EXERCISE AIM = Which lines below hold the word "binary"? Copy all of them.

RAW DATA =
//! CLI command definitions.
//!
//! This module defines the structure of all CLI subcommands.

use std::path::PathBuf;

use clap::{Args, Subcommand, ValueEnum};

use crate::storage::CollectionKey;

/// Register command arguments.
#[derive(Debug, Args)]
pub struct RegisterCommand {
    /// Athlete name
    #[arg(short, long)]
    pub name: String,

    /// Age in years
    #[arg(short, long)]
    pub age: u32,

    /// Primary sport
    #[arg(short, long)]
    pub sport: String,

    /// Gender
    #[arg(short, long, default_value = "")]
    pub gender: String,

    /// Town or city
    #[arg(short, long, default_value = "")]
    pub location: String,

    /// Confirm a parent or guardian consents to storing this profile
    #[arg(long)]
    pub consent: bool,
}

/// Athlete listing arguments.
#[derive(Debug, Args)]
pub struct AthletesCommand {
    /// Only athletes whose name contains this text
    #[arg(short, long)]
    pub name: Option<String>,

    /// Only athletes playing this sport
    #[arg(short, long)]
    pub sport: Option<String>,

    /// Output format
    #[arg(short, long, value_enum, default_value = "table")]
    pub format: OutputFormat,
}

/// Stopwatch arguments.
#[derive(Debug, Args)]
pub struct TimerCommand {
    /// Distance covered in meters. Without it the run is timed but not saved.
    #[arg(short, long, default_value = "0")]
    pub distance: f64,
}

/// Manual speed calculator arguments.
#[derive(Debug, Args)]
pub struct SpeedCommand {
    /// Distance in meters
    pub distance: f64,

    /// Time in seconds
    pub seconds: f64,
}

/// History display arguments.
#[derive(Debug, Args)]
pub struct HistoryCommand {
    /// Number of recent runs to chart (defaults to the configured window)
    #[arg(short, long)]
    pub window: Option<usize>,

    /// Output format
    #[arg(short, long, value_enum, default_value = "table")]
    pub format: OutputFormat,
}

/// CSV export commands.
#[derive(Debug, Subcommand)]
pub enum ExportCommand {
    /// Export every timed run
    History {
        /// Write to this file instead of a timestamped one
        #[arg(short, long, value_name = "FILE")]
        output: Option<PathBuf>,
    },

    /// Export athletes with the overall top speed
    Report {
        /// Write to this file instead of a timestamped one
        #[arg(short, long, value_name = "FILE")]
        output: Option<PathBuf>,
    },
}

/// Video commands.
#[derive(Debug, Subcommand)]
pub enum VideoCommand {
    /// Upload a clip
    Upload {
        /// Path to the video file
        path: PathBuf,

        /// Clip length in seconds
        #[arg(short, long)]
        duration: f64,
    },

    /// List uploaded clips, newest first
    List {
        /// Output format
        #[arg(short, long, value_enum, default_value = "table")]
        format: OutputFormat,
    },

    /// Delete a clip by id
    Delete {
        /// Video id (starts with `v_`)
        id: String,
    },
}

/// Community feed commands.
#[derive(Debug, Subcommand)]
pub enum CommunityCommand {
    /// Share a talent post
    Post {
        /// Your name
        #[arg(short, long)]
        author: String,

        /// What you are showing off
        #[arg(short, long)]
        title: String,
    },

    /// Show posts, newest first
    Feed,
}

/// Dream board commands.
#[derive(Debug, Subcommand)]
pub enum DreamCommand {
    /// Show the goal and a motivational quote
    Show,

    /// Set the goal text, and optionally the progress
    Set {
        /// What you are working toward
        goal: String,

        /// Percent complete (0-100); the saved progress is kept when omitted
        #[arg(short, long)]
        progress: Option<u8>,
    },

    /// Update only the progress
    Progress {
        /// Percent complete (0-100)
        percent: u8,
    },
}

/// Quote command arguments.
#[derive(Debug, Args)]
pub struct QuoteCommand {
    /// Add this quote to the rotation instead of showing one
    #[arg(long, value_name = "TEXT")]
    pub add: Option<String>,
}

/// Eligibility lookup arguments.
#[derive(Debug, Args)]
pub struct EligibilityCommand {
    /// Sport to look up; omit to list every sport
    pub sport: Option<String>,
}

/// Assistant question.
#[derive(Debug, Args)]
pub struct AskCommand {
    /// Your question, e.g. "how do I improve 100m"
    #[arg(num_args = 1.., trailing_var_arg = true)]
    pub question: Vec<String>,
}

/// Reset command arguments.
#[derive(Debug, Args)]
pub struct ResetCommand {
    /// Collection to delete
    #[arg(value_enum)]
    pub collection: CollectionArg,

    /// Skip confirmation
    #[arg(short, long)]
    pub yes: bool,
}

/// Status command arguments.
#[derive(Debug, Args)]
pub struct StatusCommand {
    /// Output as JSON
    #[arg(short, long)]
    pub json: bool,
}

/// Configuration commands.
#[derive(Debug, Subcommand)]
pub enum ConfigCommand {
    /// Show current configuration
    Show {
        /// Output as JSON
        #[arg(short, long)]
        json: bool,
    },

    /// Show configuration file path
    Path,

    /// Validate configuration file
    Validate {
        /// Path to config file to validate
        #[arg(short, long)]
        file: Option<PathBuf>,
    },
}

/// Output format options.
#[derive(Debug, Clone, Copy, Default, PartialEq, Eq, ValueEnum)]
pub enum OutputFormat {
    /// Human-readable table format
    #[default]
    Table,
    /// JSON format
    Json,
}

/// Collection argument for CLI.
#[derive(Debug, Clone, Copy, PartialEq, Eq, ValueEnum)]
pub enum CollectionArg {
    /// Registered athletes
    Users,
    /// Timed runs
    History,
    /// Uploaded videos
    Videos,
    /// Community posts
    Community,
    /// The dream goal
    Dream,
    /// Motivational quotes (restored to the defaults)
    Quotes,
}

impl From<CollectionArg> for CollectionKey {
    fn from(arg: CollectionArg) -> Self {
        match arg {
            CollectionArg::Users => Self::Users,
            CollectionArg::History => Self::History,
            CollectionArg::Videos => Self::Videos,
            CollectionArg::Community => Self::Community,
            CollectionArg::Dream => Self::Dream,
            CollectionArg::Quotes => Self::Quotes,
        }
    }
}

#[cfg(test)]
mod tests {
    use super::*;

    #[test]
    fn test_output_format_default() {
        assert_eq!(OutputFormat::default(), OutputFormat::Table);
    }

    #[test]
    fn test_collection_arg_conversion() {
        assert_eq!(CollectionKey::from(CollectionArg::Users), CollectionKey::Users);
        assert_eq!(
            CollectionKey::from(CollectionArg::Community),
            CollectionKey::Community
        );
        assert_eq!(CollectionKey::from(CollectionArg::Quotes), CollectionKey::Quotes);
    }

    #[test]
    fn test_collection_arg_names() {
        let names: Vec<String> = CollectionArg::value_variants()
            .iter()
            .filter_map(|v| v.to_possible_value())
            .map(|v| v.get_name().to_string())
            .collect();
        assert_eq!(
            names,
            ["users", "history", "videos", "community", "dream", "quotes"]
        );
    }
}
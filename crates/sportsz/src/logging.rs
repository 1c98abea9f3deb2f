//! Diagnostics for sportsz.
//!
//! The library reports store faults, seeding and celebrations through
//! `tracing`. The binary decides how loud that is: `-q` keeps only errors, the
//! default shows warnings such as a corrupt collection falling back to empty,
//! and `-v`/`-vv` open up the per-write debug and trace events.
//!
//! Events are written to stderr. Stdout carries command output (CSV exports,
//! `--json` listings) and must stay parseable.

use tracing::level_filters::LevelFilter;
use tracing_subscriber::{fmt, prelude::*, EnvFilter};

/// Crate target that the default directive applies to.
const TARGET: &str = "sportsz";

/// How much diagnostic output the binary shows.
#[derive(Debug, Clone, Copy, PartialEq, Eq, Default)]
pub enum Verbosity {
    /// Errors only.
    Quiet,
    /// Warnings, including collections that failed to load.
    #[default]
    Normal,
    /// Every write and listener notification.
    Verbose,
    /// Everything, down to individual reads.
    Trace,
}

impl Verbosity {
    /// Map the `-q` flag and the number of `-v` flags to a verbosity.
    ///
    /// `-q` wins over any number of `-v`.
    #[must_use]
    pub fn from_flags(quiet: bool, verbose: u8) -> Self {
        match (quiet, verbose) {
            (true, _) => Self::Quiet,
            (false, 0) => Self::Normal,
            (false, 1) => Self::Verbose,
            (false, _) => Self::Trace,
        }
    }

    /// Most detailed level shown at this verbosity.
    #[must_use]
    pub fn level(self) -> LevelFilter {
        match self {
            Self::Quiet => LevelFilter::ERROR,
            Self::Normal => LevelFilter::WARN,
            Self::Verbose => LevelFilter::DEBUG,
            Self::Trace => LevelFilter::TRACE,
        }
    }
}

/// Filter directive used when `RUST_LOG` is unset, e.g. `sportsz=warn`.
///
/// Only this crate's events are enabled, so `rusqlite` and `tokio` stay
/// silent unless `RUST_LOG` asks for them.
#[must_use]
pub fn default_directive(verbosity: Verbosity) -> String {
    let level = verbosity.level().to_string().to_lowercase();
    format!("{TARGET}={level}")
}

/// Install the stderr subscriber.
///
/// A `RUST_LOG` that parses replaces the verbosity-derived directive
/// entirely. Calling this more than once is harmless; later calls are
/// ignored.
///
/// # Examples
///
/// ```no_run
/// use sportsz::{init_logging, logging::Verbosity};
///
/// init_logging(Verbosity::from_flags(false, 1));
/// ```
pub fn init_logging(verbosity: Verbosity) {
    let filter = EnvFilter::try_from_default_env()
        .unwrap_or_else(|_| EnvFilter::new(default_directive(verbosity)));

    let output = fmt::layer()
        .with_writer(std::io::stderr)
        .with_target(true)
        .without_time()
        .with_file(false)
        .with_line_number(false);

    let _ = tracing_subscriber::registry()
        .with(filter)
        .with(output)
        .try_init();
}

/// Route this crate's warnings into the test harness output.
#[cfg(test)]
pub fn init_test_logging() {
    let _ = tracing_subscriber::fmt()
        .with_env_filter(default_directive(Verbosity::Normal))
        .with_test_writer()
        .try_init();
}

#[cfg(test)]
mod tests {
    use super::*;

    #[test]
    fn test_from_flags() {
        assert_eq!(Verbosity::from_flags(false, 0), Verbosity::Normal);
        assert_eq!(Verbosity::from_flags(false, 1), Verbosity::Verbose);
        assert_eq!(Verbosity::from_flags(false, 2), Verbosity::Trace);
        assert_eq!(Verbosity::from_flags(false, 9), Verbosity::Trace);
        assert_eq!(Verbosity::from_flags(true, 2), Verbosity::Quiet);
    }

    #[test]
    fn test_normal_shows_store_warnings() {
        assert_eq!(Verbosity::default().level(), LevelFilter::WARN);
        assert!(Verbosity::Quiet.level() < LevelFilter::WARN);
    }

    #[test]
    fn test_default_directive_is_scoped_to_crate() {
        assert_eq!(default_directive(Verbosity::Quiet), "sportsz=error");
        assert_eq!(default_directive(Verbosity::Normal), "sportsz=warn");
        assert_eq!(default_directive(Verbosity::Verbose), "sportsz=debug");
        assert_eq!(default_directive(Verbosity::Trace), "sportsz=trace");
    }

    #[test]
    fn test_default_directives_parse() {
        for verbosity in [
            Verbosity::Quiet,
            Verbosity::Normal,
            Verbosity::Verbose,
            Verbosity::Trace,
        ] {
            assert!(EnvFilter::try_new(default_directive(verbosity)).is_ok());
        }
    }

    #[test]
    fn test_repeated_init_is_ignored() {
        init_logging(Verbosity::Normal);
        init_logging(Verbosity::Trace);
        init_test_logging();
    }
}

WRITTEN REPLY =
//! `tracing`. The binary decides how loud that is: `-q` keeps only errors, the
/// How much diagnostic output the binary shows.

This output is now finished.